Let’s Not Kill Performance Reviews Yet

As researchers pointed out in a recent debate in Industrial and Organizational Psychology, “Performance is always rated in some manner.” If you don’t have formal evaluations, the ratings will be hidden in a black box.

We decided to hang on to them for three reasons: fairness, transparency, and development.

Every organization has people who are unhappy with their bonuses or disappointed that they weren’t promoted. But research has long shown that when the process is fair, employees are more willing to accept undesirable outcomes. A fair process exists when evaluators are credible and motivated to get it right, and employees have a voice.

Many companies that are abandoning performance evaluations are moving to real-time feedback systems. That is an excellent way to help people repeat their successes and learn from their failures. But it doesn’t help them —or the organization— gauge how they’re doing overall.

Performance evaluations allow for an overall assessment that helps people prioritize. Employees learn what their key strengths are and where they should focus their development efforts. Evaluations also serve as a forcing function to make sure that tough feedback is delivered rather than swept under the rug.

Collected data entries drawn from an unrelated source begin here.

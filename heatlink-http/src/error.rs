use heatlink_core::ErrorKind;
use thiserror::Error;

/// Errors constructing a per-attempt [`reqwest::Client`] (§4.3).
#[derive(Debug, Error)]
pub enum HttpClientError {
    #[error("failed to build http client: {0}")]
    Build(#[source] reqwest::Error),
    #[error("invalid proxy url: {0}")]
    InvalidProxy(#[source] reqwest::Error),
}

impl HttpClientError {
    /// Maps to the engine-visible `error_kind` taxonomy (§7). Client
    /// construction failures are always surfaced as `network` — they mean
    /// the attempt never got far enough to reach the adapter.
    pub fn kind(&self) -> ErrorKind {
        ErrorKind::Network
    }
}
use std::sync::Arc;
use std::time::Duration;

use reqwest::Client;
use tokio::sync::watch;
use tokio::time::Instant;
use tracing::{debug, warn};

use crate::pool::ProxyPool;

/// Upper bound on a single health-check request (§4.2).
const PROBE_DEADLINE: Duration = Duration::from_secs(5);

/// Background task that periodically probes every proxy's
/// `health_check_url` and feeds the result into [`ProxyPool::record_outcome`]
/// (§4.2).
///
/// Also decays `dead` proxies back to `unknown` once their cooldown has
/// elapsed, so they are re-probed on the next sweep.
pub struct HealthSweep {
    pool: Arc<ProxyPool>,
    client: Client,
    interval: Duration,
    shutdown: watch::Receiver<bool>,
}

impl HealthSweep {
    pub fn new(pool: Arc<ProxyPool>, interval: Duration, shutdown: watch::Receiver<bool>) -> Self {
        Self {
            pool,
            client: Client::new(),
            interval,
            shutdown,
        }
    }

    /// Run the sweep loop until the shutdown signal fires. Intended to be
    /// driven via `tokio::spawn`.
    pub async fn run(mut self) {
        let mut ticker = tokio::time::interval(self.interval);
        loop {
            tokio::select! {
                _ = ticker.tick() => self.sweep_once().await,
                result = self.shutdown.changed() => {
                    if result.is_err() || *self.shutdown.borrow() {
                        debug!("proxy health sweep shutting down");
                        return;
                    }
                }
            }
        }
    }

    /// Probe every proxy once, sequentially. Kept simple (no internal
    /// concurrency cap) since the sweep interval is coarse and the pool is
    /// expected to be small relative to the fetch concurrency budget.
    pub async fn sweep_once(&self) {
        self.pool.decay_dead_proxies();
        for proxy in self.pool.list() {
            let started = Instant::now();
            let outcome = tokio::time::timeout(
                PROBE_DEADLINE,
                self.client.get(&proxy.health_check_url).send(),
            )
            .await;

            let latency_ms = started.elapsed().as_secs_f64() * 1000.0;
            match outcome {
                Ok(Ok(response)) if response.status().is_success() => {
                    self.pool.record_outcome(&proxy.proxy_id, true, Some(latency_ms));
                }
                Ok(Ok(response)) => {
                    warn!(proxy_id = %proxy.proxy_id, status = %response.status(), "proxy health check returned non-2xx");
                    self.pool.record_outcome(&proxy.proxy_id, false, Some(latency_ms));
                }
                Ok(Err(err)) => {
                    warn!(proxy_id = %proxy.proxy_id, error = %err, "proxy health check failed");
                    self.pool.record_outcome(&proxy.proxy_id, false, None);
                }
                Err(_) => {
                    warn!(proxy_id = %proxy.proxy_id, "proxy health check timed out");
                    self.pool.record_outcome(&proxy.proxy_id, false, None);
                }
            }
        }
    }
}
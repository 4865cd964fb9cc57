use std::collections::VecDeque;
use std::sync::atomic::{AtomicUsize, Ordering};
use std::sync::Mutex;
use std::time::Duration;

use async_trait::async_trait;
use heatlink_core::{NewsItem, SourceDescriptor, SourceKind};
use heatlink_registry::{Adapter, AdapterError, FetchContext};

/// One scripted response for [`ScriptedAdapter::fetch`].
#[derive(Clone)]
pub enum Scripted {
    /// Succeed, returning these items.
    Items(Vec<NewsItem>),
    /// Fail with a connect/transport-class error (§7 `network`), without
    /// any real socket I/O.
    NetworkError,
    Parse(String),
    Internal(String),
    RateLimited,
    Timeout,
    Canceled,
}

struct Step {
    delay: Duration,
    response: Scripted,
}

/// A scriptable [`Adapter`] double: told up front what to return (or fail
/// with) on the Nth call, optionally after sleeping for a fixed delay
/// first (§13, used for single-flight coalescing scenarios like S1).
///
/// Steps are consumed in order; once exhausted, the last step repeats
/// indefinitely, matching how a real source tends to keep returning its
/// most recent shape rather than going silent.
pub struct ScriptedAdapter {
    descriptor: SourceDescriptor,
    steps: Mutex<VecDeque<Step>>,
    last: Mutex<Option<Step>>,
    calls: AtomicUsize,
}

impl ScriptedAdapter {
    pub fn new(descriptor: SourceDescriptor) -> Self {
        Self {
            descriptor,
            steps: Mutex::new(VecDeque::new()),
            last: Mutex::new(None),
            calls: AtomicUsize::new(0),
        }
    }

    /// Convenience constructor: a source that always succeeds with the
    /// given titles, no artificial delay.
    pub fn returning(
        source_id: &str,
        update_interval_ms: u64,
        cache_ttl_ms: u64,
        titles: Vec<String>,
    ) -> Self {
        let descriptor =
            SourceDescriptor::new(source_id, source_id, format!("https://example.test/{source_id}"), SourceKind::Api, update_interval_ms, cache_ttl_ms)
                .expect("valid descriptor for test adapter");
        let adapter = Self::new(descriptor);
        let canonical = adapter.descriptor.source_id().clone();
        let items = titles
            .into_iter()
            .map(|title| NewsItem::builder(canonical.clone(), source_id, title.clone(), format!("https://example.test/{source_id}/{title}")).build())
            .collect();
        adapter.push(Duration::ZERO, Scripted::Items(items));
        adapter
    }

    /// Queues one more step to be consumed on the next `fetch` call.
    pub fn push(&self, delay: Duration, response: Scripted) {
        self.steps.lock().unwrap().push_back(Step { delay, response });
    }

    pub fn call_count(&self) -> usize {
        self.calls.load(Ordering::SeqCst)
    }

    fn next_step(&self) -> Step {
        let mut queue = self.steps.lock().unwrap();
        if let Some(step) = queue.pop_front() {
            *self.last.lock().unwrap() = Some(Step {
                delay: step.delay,
                response: step.response.clone(),
            });
            step
        } else {
            self.last
                .lock()
                .unwrap()
                .as_ref()
                .map(|step| Step {
                    delay: step.delay,
                    response: step.response.clone(),
                })
                .unwrap_or(Step {
                    delay: Duration::ZERO,
                    response: Scripted::Items(Vec::new()),
                })
        }
    }
}

impl Clone for Scripted {
    fn clone(&self) -> Self {
        match self {
            Scripted::Items(items) => Scripted::Items(items.clone()),
            Scripted::NetworkError => Scripted::NetworkError,
            Scripted::Parse(msg) => Scripted::Parse(msg.clone()),
            Scripted::Internal(msg) => Scripted::Internal(msg.clone()),
            Scripted::RateLimited => Scripted::RateLimited,
            Scripted::Timeout => Scripted::Timeout,
            Scripted::Canceled => Scripted::Canceled,
        }
    }
}

#[async_trait]
impl Adapter for ScriptedAdapter {
    fn metadata(&self) -> &SourceDescriptor {
        &self.descriptor
    }

    async fn fetch(&self, _ctx: &FetchContext, _client: &reqwest::Client) -> Result<Vec<NewsItem>, AdapterError> {
        self.calls.fetch_add(1, Ordering::SeqCst);
        let step = self.next_step();
        if !step.delay.is_zero() {
            tokio::time::sleep(step.delay).await;
        }
        match step.response {
            Scripted::Items(items) => Ok(items),
            Scripted::NetworkError => Err(AdapterError::Connect("simulated connection reset".to_string())),
            Scripted::Parse(msg) => Err(AdapterError::Parse(msg)),
            Scripted::Internal(msg) => Err(AdapterError::Internal(msg)),
            Scripted::RateLimited => Err(AdapterError::RateLimited),
            Scripted::Timeout => Err(AdapterError::Timeout),
            Scripted::Canceled => Err(AdapterError::Canceled),
        }
    }
}

#[cfg(test)]
mod tests {
    use super::*;
    use heatlink_core::CallType;

    #[tokio::test]
    async fn returning_adapter_yields_configured_titles() {
        let adapter = ScriptedAdapter::returning("demo", 60_000, 30_000, vec!["A".into(), "B".into()]);
        let ctx = FetchContext { deadline_ms: 1_000, call_type: CallType::External };
        let client = reqwest::Client::new();
        let items = adapter.fetch(&ctx, &client).await.unwrap();
        assert_eq!(items.len(), 2);
        assert_eq!(adapter.call_count(), 1);
    }

    #[tokio::test]
    async fn exhausted_script_repeats_last_step() {
        let descriptor = SourceDescriptor::new("demo", "Demo", "https://demo", SourceKind::Api, 60_000, 30_000).unwrap();
        let adapter = ScriptedAdapter::new(descriptor);
        adapter.push(Duration::ZERO, Scripted::RateLimited);
        let ctx = FetchContext { deadline_ms: 1_000, call_type: CallType::External };
        let client = reqwest::Client::new();
        assert!(adapter.fetch(&ctx, &client).await.is_err());
        assert!(adapter.fetch(&ctx, &client).await.is_err());
        assert_eq!(adapter.call_count(), 2);
    }
}
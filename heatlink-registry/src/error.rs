use heatlink_core::{CanonicalSourceId, ErrorKind, SourceKind};
use thiserror::Error;

/// Error an [`crate::Adapter`] implementation returns from `fetch` (§7).
#[derive(Debug, Error)]
pub enum AdapterError {
    #[error("network error: {0}")]
    Network(#[source] reqwest::Error),
    /// A connect/transport-class failure an adapter observed without going
    /// through `reqwest` directly (e.g. a custom transport, or a test
    /// double simulating a dropped connection). Classified identically to
    /// [`AdapterError::Network`].
    #[error("network error: {0}")]
    Connect(String),
    #[error("could not parse response: {0}")]
    Parse(String),
    #[error("adapter internal error: {0}")]
    Internal(String),
    #[error("rate limited")]
    RateLimited,
    #[error("deadline elapsed")]
    Timeout,
    #[error("canceled")]
    Canceled,
}

impl AdapterError {
    /// Maps to the engine-visible `error_kind` taxonomy (§7).
    pub fn kind(&self) -> ErrorKind {
        match self {
            AdapterError::Network(_) => ErrorKind::Network,
            AdapterError::Connect(_) => ErrorKind::Network,
            AdapterError::Parse(_) => ErrorKind::Parse,
            AdapterError::Internal(_) => ErrorKind::AdapterInternal,
            AdapterError::RateLimited => ErrorKind::RateLimited,
            AdapterError::Timeout => ErrorKind::Timeout,
            AdapterError::Canceled => ErrorKind::Canceled,
        }
    }

    /// Truncate the display message to the 512-byte bound §3.5 places on
    /// `StatsOutcome.error_message`.
    pub fn truncated_message(&self) -> String {
        let full = self.to_string();
        if full.len() <= 512 {
            full
        } else {
            full.chars().take(512).collect()
        }
    }
}

impl From<reqwest::Error> for AdapterError {
    fn from(err: reqwest::Error) -> Self {
        if err.status().map(|s| s.as_u16()) == Some(429) {
            AdapterError::RateLimited
        } else if err.is_timeout() {
            AdapterError::Timeout
        } else {
            AdapterError::Network(err)
        }
    }
}

/// Error registering a source or resolving its adapter (§3.6, §7 "fatal
/// conditions").
#[derive(Debug, Error, PartialEq, Eq)]
pub enum RegistryError {
    #[error("source {0} is already registered")]
    DuplicateSource(CanonicalSourceId),
    #[error("no adapter registered for source {0}")]
    UnknownSource(CanonicalSourceId),
    #[error("no constructor registered for source kind {0:?}")]
    UnsupportedKind(SourceKind),
}
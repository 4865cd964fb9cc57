use std::sync::Arc;

use async_trait::async_trait;
use heatlink_core::{CallType, CanonicalSourceId};
use heatlink_scheduler::{DispatchOutcome, Dispatcher};

use crate::engine::Engine;

/// Adapts [`Engine::fetch_source`] to the scheduler's [`Dispatcher`] seam
/// (§4.8), so `heatlink-scheduler` never needs to know about the registry,
/// cache or single-flight guard it is driving.
pub struct EngineDispatcher {
    engine: Arc<Engine>,
}

impl EngineDispatcher {
    pub fn new(engine: Arc<Engine>) -> Arc<Self> {
        Arc::new(Self { engine })
    }
}

#[async_trait]
impl Dispatcher for EngineDispatcher {
    async fn dispatch(&self, source_id: CanonicalSourceId) -> DispatchOutcome {
        self.engine.fetch_source(&source_id, CallType::Internal).await
    }
}

#[cfg(test)]
mod tests {
    use super::*;
    use heatlink_cache::CacheLayer;
    use heatlink_proxy::ProxyPool;
    use heatlink_registry::{AdapterFactory, Registry};
    use heatlink_stats::StatsCollector;
    use heatlink_support::SystemClock;
    use heatlink_test::{RecordingStatsSink, ScriptedAdapter};

    fn build_engine(registry: Arc<Registry>) -> Arc<Engine> {
        let clock: Arc<dyn heatlink_support::Clock> = Arc::new(SystemClock::new());
        Engine::new(
            registry,
            AdapterFactory::new(),
            Arc::new(CacheLayer::new(clock.clone())),
            Arc::new(ProxyPool::new(clock.clone())),
            Arc::new(StatsCollector::new(Arc::new(RecordingStatsSink::new()), clock.clone())),
            Arc::new(crate::emitter::NullEmitter),
            clock,
            crate::config::EngineConfig::default(),
        )
    }

    #[tokio::test]
    async fn unknown_source_is_skipped_without_panicking() {
        let registry = Arc::new(Registry::new(heatlink_registry::AliasTable::new()));
        let engine = build_engine(registry);
        let dispatcher = EngineDispatcher::new(engine);
        let outcome = dispatcher.dispatch(CanonicalSourceId::canonicalize("ghost")).await;
        assert!(matches!(outcome, DispatchOutcome::Skipped));
    }

    #[tokio::test]
    async fn registered_source_dispatches_and_completes() {
        let registry = Arc::new(Registry::new(heatlink_registry::AliasTable::new()));
        registry
            .register(Arc::new(ScriptedAdapter::returning("demo", 60_000, 30_000, vec!["A".into()])))
            .unwrap();
        let engine = build_engine(registry);
        let dispatcher = EngineDispatcher::new(engine);
        let outcome = dispatcher.dispatch(CanonicalSourceId::canonicalize("demo")).await;
        assert!(matches!(outcome, DispatchOutcome::Completed { success: true, .. }));
    }
}
use heatlink_core::CallType;

use crate::outcome::StatsOutcome;

/// Live aggregate over a source's outcomes for one [`CallType`] (§4.5).
///
/// `total_requests`/`error_count`/`total_duration_ms` reset to zero after
/// every successful flush; `success_rate`/`average_response_ms` are
/// therefore computed over the window since the last flush, not since
/// process start.
#[derive(Debug, Clone, Copy, Default)]
pub struct Aggregate {
    pub total_requests: u64,
    pub error_count: u64,
    pub total_duration_ms: u64,
    pub total_items: u64,
}

impl Aggregate {
    pub fn record(&mut self, outcome: &StatsOutcome) {
        self.total_requests += 1;
        self.total_duration_ms += outcome.duration_ms;
        self.total_items += outcome.item_count as u64;
        if !outcome.success {
            self.error_count += 1;
        }
    }

    pub fn success_rate(&self) -> f64 {
        if self.total_requests == 0 {
            return 1.0;
        }
        let successes = self.total_requests - self.error_count;
        successes as f64 / self.total_requests as f64
    }

    pub fn average_response_ms(&self) -> f64 {
        if self.total_requests == 0 {
            return 0.0;
        }
        self.total_duration_ms as f64 / self.total_requests as f64
    }

    fn reset(&mut self) {
        *self = Aggregate::default();
    }
}

/// Immutable snapshot published for readers: aggregates split by
/// [`CallType`], taken over the exact mean of the retained ring (§4.5).
#[derive(Debug, Clone, Copy, Default)]
pub struct AggregateSnapshot {
    pub internal: Aggregate,
    pub external: Aggregate,
}

impl AggregateSnapshot {
    pub fn record(&mut self, outcome: &StatsOutcome) {
        match outcome.api_call_type {
            CallType::Internal => self.internal.record(outcome),
            CallType::External => self.external.record(outcome),
        }
    }

    pub fn for_call_type(&self, call_type: CallType) -> &Aggregate {
        match call_type {
            CallType::Internal => &self.internal,
            CallType::External => &self.external,
        }
    }

    /// Resets the incremental counters after a successful flush. The ring
    /// buffer itself is untouched (§4.5).
    pub fn reset(&mut self) {
        self.internal.reset();
        self.external.reset();
    }
}
use async_trait::async_trait;
use heatlink_core::{NewsItem, SourceDescriptor};
use heatlink_registry::{Adapter, AdapterError, FetchContext};
use serde::Deserialize;
use tracing::debug;

use crate::config::parse_config;

/// Per-source configuration for [`RssAdapter`] (§4.4): just the feed URL —
/// field extraction follows the RSS/Atom standard shape via `feed-rs`.
#[derive(Debug, Clone, Deserialize)]
pub struct RssConfig {
    pub feed_url: String,
}

/// Adapter for RSS/Atom feed sources (§4.4). Channel/feed-level metadata
/// (title) is used only to fall back for `source_name` when the descriptor
/// didn't set one; every entry maps straight to a `NewsItem`.
pub struct RssAdapter {
    descriptor: SourceDescriptor,
    config: RssConfig,
}

impl RssAdapter {
    pub fn new(descriptor: SourceDescriptor) -> Result<Self, AdapterError> {
        let config: RssConfig = parse_config(&descriptor)?;
        Ok(Self { descriptor, config })
    }

    fn build_item(&self, entry: feed_rs::model::Entry) -> Option<NewsItem> {
        let title = entry.title.as_ref().map(|t| t.content.clone())?;
        let url = entry.links.first().map(|link| link.href.clone())?;

        let mut builder = NewsItem::builder(
            self.descriptor.source_id().clone(),
            self.descriptor.name.clone(),
            title,
            url,
        )
        .original_id(entry.id.clone());

        if let Some(summary) = entry.summary.as_ref() {
            builder = builder.summary(summary.content.clone());
        }
        if let Some(content) = entry.content.as_ref().and_then(|c| c.body.clone()) {
            builder = builder.content(content);
        }
        if let Some(author) = entry.authors.first() {
            builder = builder.author(author.name.clone());
        }
        if let Some(published) = entry.published.or(entry.updated) {
            builder = builder.published_at(published);
        }
        if let Some(media) = entry.media.first().and_then(|m| m.thumbnails.first()) {
            builder = builder.image_url(media.image.uri.clone());
        }

        Some(builder.build())
    }
}

#[async_trait]
impl Adapter for RssAdapter {
    fn metadata(&self) -> &SourceDescriptor {
        &self.descriptor
    }

    async fn fetch(
        &self,
        ctx: &FetchContext,
        client: &reqwest::Client,
    ) -> Result<Vec<NewsItem>, AdapterError> {
        let response = tokio::time::timeout(
            std::time::Duration::from_millis(ctx.deadline_ms),
            client.get(&self.config.feed_url).send(),
        )
        .await
        .map_err(|_| AdapterError::Timeout)??;

        let response = response.error_for_status()?;
        let bytes = response.bytes().await?;

        let feed = feed_rs::parser::parse(bytes.as_ref())
            .map_err(|err| AdapterError::Parse(format!("feed parse error: {err}")))?;

        let mut items = Vec::with_capacity(feed.entries.len());
        for entry in feed.entries {
            match self.build_item(entry) {
                Some(item) => items.push(item),
                None => tracing::warn!(source_id = %self.descriptor.source_id(), "skipped entry missing title/link"),
            }
        }

        debug!(source_id = %self.descriptor.source_id(), count = items.len(), "fetched rss source");
        Ok(items)
    }
}

#[cfg(test)]
mod tests {
    use super::*;
    use heatlink_core::SourceKind;

    fn adapter() -> RssAdapter {
        let descriptor = SourceDescriptor::new(
            "demo",
            "Demo",
            "https://demo",
            SourceKind::Rss,
            60_000,
            30_000,
        )
        .unwrap()
        .with_config(
            serde_json::json!({ "feed_url": "https://demo/feed.xml" })
                .as_object()
                .unwrap()
                .clone(),
        );
        RssAdapter::new(descriptor).unwrap()
    }

    const FEED: &str = r#"<?xml version="1.0" encoding="UTF-8"?>
<rss version="2.0">
<channel>
<title>Demo Feed</title>
<item>
<title>Big story</title>
<link>https://demo/1</link>
<guid>demo-1</guid>
<description>Short summary</description>
<pubDate>Thu, 01 Jan 2026 00:00:00 GMT</pubDate>
</item>
</channel>
</rss>"#;

    #[test]
    fn parses_feed_entries_into_news_items() {
        let adapter = adapter();
        let feed = feed_rs::parser::parse(FEED.as_bytes()).unwrap();
        let entry = feed.entries.into_iter().next().unwrap();

        let item = adapter.build_item(entry).unwrap();
        assert_eq!(item.title, "Big story");
        assert_eq!(item.url, "https://demo/1");
        assert_eq!(item.summary.as_deref(), Some("Short summary"));
        assert!(item.published_at.is_some());
    }
}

The solution here is not to throw out performance ratings but to build a culture that recognizes and rewards growth. At Facebook we don’t believe in A, B, or C players —we’re assessing a period of time, not a person. Even David Bowie released a bad album once in a while. In fact, new evidence from a large retail company reveals that performance evaluations are surprisingly variable: People have just a 33% chance of getting the same rating from one year to the next. At Facebook we’ve found that people who receive assessments in the bottom 10% have a 36% chance of making it into the top half within a year.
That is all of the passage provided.